# PROBLEM DESCRIPTION:
Your response should consist of one number, the count of lines below that contain "JobStatus".
= = = = = = =
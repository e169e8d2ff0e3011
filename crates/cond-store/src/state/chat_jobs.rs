// SPDX-License-Identifier: MIT
// Copyright (c) 2026 Conductor Contributors

use cond_core::{ChatJob, ChatJobId, ChatThreadId, JobStatus, NamespaceId};

use super::StoreInner;

impl StoreInner {
    pub fn insert_chat_job(&mut self, chat_job: ChatJob) -> ChatJobId {
        let id = chat_job.id;
        self.chat_jobs_by_namespace_status.entry((chat_job.namespace_id, chat_job.status)).or_default().insert(id);
        self.chat_jobs_by_thread_status.entry((chat_job.thread_id, chat_job.status)).or_default().insert(id);
        self.chat_jobs.insert(id, chat_job);
        id
    }

    pub fn get_chat_job(&self, id: ChatJobId) -> Option<&ChatJob> {
        self.chat_jobs.get(&id)
    }

    pub fn get_chat_job_mut(&mut self, id: ChatJobId) -> Option<&mut ChatJob> {
        self.chat_jobs.get_mut(&id)
    }

    pub fn reindex_chat_job_status(
        &mut self,
        id: ChatJobId,
        namespace_id: NamespaceId,
        thread_id: ChatThreadId,
        old: JobStatus,
        new: JobStatus,
    ) {
        if old == new {
            return;
        }
        if let Some(set) = self.chat_jobs_by_namespace_status.get_mut(&(namespace_id, old)) {
            set.remove(&id);
        }
        self.chat_jobs_by_namespace_status.entry((namespace_id, new)).or_default().insert(id);

        if let Some(set) = self.chat_jobs_by_thread_status.get_mut(&(thread_id, old)) {
            set.remove(&id);
        }
        self.chat_jobs_by_thread_status.entry((thread_id, new)).or_default().insert(id);
    }

    /// `getReadyChatJobs`: pending chat-jobs in a namespace, oldest first
    /// (spec.md §4.6.4). Always index-scanned via `(namespace, status)`.
    pub fn list_chat_jobs_by_namespace_status(
        &self,
        namespace_id: NamespaceId,
        status: JobStatus,
    ) -> Vec<&ChatJob> {
        let mut jobs: Vec<&ChatJob> = self
            .chat_jobs_by_namespace_status
            .get(&(namespace_id, status))
            .into_iter()
            .flatten()
            .filter_map(|id| self.chat_jobs.get(id))
            .collect();
        jobs.sort_by_key(|j| j.created_at_ms);
        jobs
    }

    /// Used by `getActiveForThread`: pending, else running, for one thread.
    /// Always via the `(thread, status)` compound index.
    pub fn list_chat_jobs_by_thread_status(&self, thread_id: ChatThreadId, status: JobStatus) -> Vec<&ChatJob> {
        let mut jobs: Vec<&ChatJob> = self
            .chat_jobs_by_thread_status
            .get(&(thread_id, status))
            .into_iter()
            .flatten()
            .filter_map(|id| self.chat_jobs.get(id))
            .collect();
        jobs.sort_by_key(|j| j.created_at_ms);
        jobs
    }
}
= = = = = = =
# RESPONSE:
5